Stephan Nance (born 23 July 1987) is an American singer-songwriter and pianist from Eugene, Oregon. A self-described "awkwardly charming vegan straight-edge queer alternative [folk rock] musician",[1] he was born in Eugene and raised outside city limits.[2]

Career

Nance began his career with performances of original songs on Youtube (Song for Losers having amassed over 100,000 views).[3][4] However, he soon moved beyond the video-sharing site and released two EPs; Tricky to See (2008) and A Piece of the Piece (2011), and a studio album; A Troubled Piece of Fruit (2012).[5][6] Nance was an OUTMUSIC Award nominee for the ceremony held December 16 of 2012 in Las Vegas, Nevada. Nominations included both his song Japanese Garden for Best Alternative Song and his album A Troubled Piece of Fruit for Best CD Cover Artwork.[7] (The artwork for A Troubled Piece of Fruit was created by Nance's close friend, Rebecca DeMoss.) Additionally, he has provided entertainment with his original songs at numerous events including Viva Vegan Con (2011)[8] and the Sacramento Film and Music Festival (2011).[9] In 2010, he was awarded an honorable mention for his "most unique" song Guts by the KarMel scholarship program,[10] and in 2013, his tune "Song for Santa (Jingle Your Own Damn Bells)" was deemed best holiday song by The Akademia Music Awards.[11] In late 2012, Nance held a fundraiser on Indiegogo to raise funds for a 1,500-mile+ Bike Music Tour on which he planned to travel by bicycle from Eugene, Oregon to Tucson, Arizona, performing in schools in conjunction with Gay-Straight Alliances.
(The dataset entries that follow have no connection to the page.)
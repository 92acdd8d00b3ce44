use engine::html::{extract_span_text, normalize_for_phrase};
use engine::query::to_postfix;
use engine::{Document, Error, QueryError, SearchEngine, TsvFile};
use std::fs;
use tempfile::tempdir;

fn cat_dog_engine() -> SearchEngine {
    let mut engine = SearchEngine::new();
    engine.set_documents(vec![
        Document::new("u0", "<span>cat dog</span>"),
        Document::new("u1", "<span>dog only</span>"),
    ]);
    engine.build_index(true);
    engine
}

fn urls(engine: &SearchEngine, query: &str) -> Vec<String> {
    engine.search(query, 50).unwrap().into_iter().map(|r| r.url).collect()
}

#[test]
fn boolean_operators_end_to_end() {
    let engine = cat_dog_engine();
    assert_eq!(urls(&engine, "cat AND dog"), vec!["u0"]);
    assert_eq!(urls(&engine, "cat OR dog"), vec!["u0", "u1"]);
    assert_eq!(urls(&engine, "NOT cat"), vec!["u1"]);
    assert_eq!(urls(&engine, "\"cat dog\""), vec!["u0"]);
    assert_eq!(urls(&engine, "dog AND NOT (cat OR fish)"), vec!["u1"]);
    assert_eq!(urls(&engine, "cats and DOGS"), vec!["u0"]);
    assert!(urls(&engine, "fish").is_empty());
    assert!(urls(&engine, "").is_empty());
}

#[test]
fn non_breaking_space_does_not_split_a_term() {
    let engine = cat_dog_engine();
    // one query word; its first sub-token is "cat"
    assert_eq!(urls(&engine, "cat\u{a0}dog"), vec!["u0"]);
    assert_eq!(urls(&engine, "cat\tOR\x0bdog"), vec!["u0", "u1"]);
}

#[test]
fn snippets_come_from_plain_text() {
    let engine = cat_dog_engine();
    let results = engine.search("cat", 10).unwrap();
    assert_eq!(results.len(), 1);
    assert_eq!(results[0].snippet, "cat dog");
}

#[test]
fn long_documents_get_truncated_snippets() {
    let mut engine = SearchEngine::new();
    let body = "word ".repeat(100);
    engine.set_documents(vec![Document::new("long", format!("<span>{body}</span>"))]);
    engine.build_index(false);
    let results = engine.search("word", 1).unwrap();
    let snippet = &results[0].snippet;
    assert!(snippet.ends_with("..."));
    assert_eq!(snippet.chars().count(), 203);
}

#[test]
fn malformed_queries_fail_without_touching_the_index() {
    let engine = cat_dog_engine();
    match engine.search("(cat AND dog", 10) {
        Err(Error::Query(QueryError::MismatchedParentheses)) => {}
        other => panic!("expected parse error, got {other:?}"),
    }
    assert!(matches!(engine.search("cat)", 10), Err(Error::Query(_))));
    assert_eq!(urls(&engine, "cat AND dog"), vec!["u0"]);
}

#[test]
fn syntax_errors_are_reported_on_an_empty_engine() {
    let engine = SearchEngine::new();
    assert!(engine.search("(", 10).is_err());
    assert!(engine.search("anything", 10).unwrap().is_empty());
}

#[test]
fn build_pipeline_matches_normalizer() {
    let htmls = [
        "<html><span>Tom &amp; Jerry</span><p>skip</p><span>  chase\n&#65;gain </span></html>",
        "<span>x<script>var y = 1;</script>y</span>",
        "no spans at all",
    ];
    let mut engine = SearchEngine::new();
    engine.set_documents(
        htmls
            .iter()
            .enumerate()
            .map(|(i, h)| Document::new(i.to_string(), *h))
            .collect(),
    );
    engine.build_index(true);
    for (doc, html) in engine.documents().iter().zip(htmls) {
        assert_eq!(doc.normalized, normalize_for_phrase(&extract_span_text(html)));
    }
}

#[test]
fn parser_examples() {
    let render = |q: &str| {
        to_postfix(q)
            .unwrap()
            .iter()
            .map(|t| t.to_string())
            .collect::<Vec<_>>()
            .join(" ")
    };
    assert_eq!(render("a AND b OR c"), "a b AND c OR");
    assert_eq!(render("NOT a AND b"), "a NOT b AND");
    assert_eq!(render("(a OR b) AND c"), "a b OR c AND");
    assert!(to_postfix("(a AND b").is_err());
}

#[test]
fn tsv_load_then_build_and_export() {
    let dir = tempdir().unwrap();
    let sample = dir.path().join("sample.tsv");
    fs::write(
        &sample,
        "http://a\t2024-01-01T00:00:00Z\t<span>alpha beta beta</span>\n\
         http://b\t2024-01-02T00:00:00Z\t<span>beta gamma</span>\n",
    )
    .unwrap();

    let mut engine = SearchEngine::new();
    assert_eq!(engine.load(&TsvFile::new(&sample)).unwrap(), 2);
    let stats = engine.build_index(false);
    assert_eq!(stats.docs_indexed, 2);
    assert_eq!(stats.unique_terms, 3);
    assert_eq!(engine.documents()[1].id, 1);
    assert_eq!(urls(&engine, "beta AND NOT alpha"), vec!["http://b"]);

    let csv = dir.path().join("out").join("zipf.csv");
    assert_eq!(engine.export_zipf_csv(&csv, 0).unwrap(), 3);
    assert_eq!(fs::read_to_string(&csv).unwrap(), "rank,term,tf\n1,beta,3\n2,alpha,1\n3,gamma,1\n");
}

#[test]
fn empty_source_is_a_load_error() {
    let dir = tempdir().unwrap();
    let sample = dir.path().join("empty.tsv");
    fs::write(&sample, "\nnot enough fields\n").unwrap();
    let mut engine = SearchEngine::new();
    assert!(matches!(engine.load(&TsvFile::new(&sample)), Err(Error::NoDocuments { .. })));
}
The goal was to get students to participate in the shows as members of his band and to compensate them for said work, all along raising awareness for Safe Routes to School and Safe Schools Coalition, both causes close to home for Nance.[12]

Style

Stephan Nance's piano based style can be described as quirky[13] yet dark.[4] His music is often compared to that of Ben Folds, Regina Spektor, Fiona Apple, and They Might Be Giants, but is praised for achieving pure originality time and time again.[14] Nance crafts his songs without the overproduced polish of a modern studio, opting for earthier sounds like piano, unaltered vocals, guitar, and cello.[15] One reviewer suggests that Stephan's music contains "large amounts of genuine wonderings on top of layers of upbeat melancholy and optimism."[16]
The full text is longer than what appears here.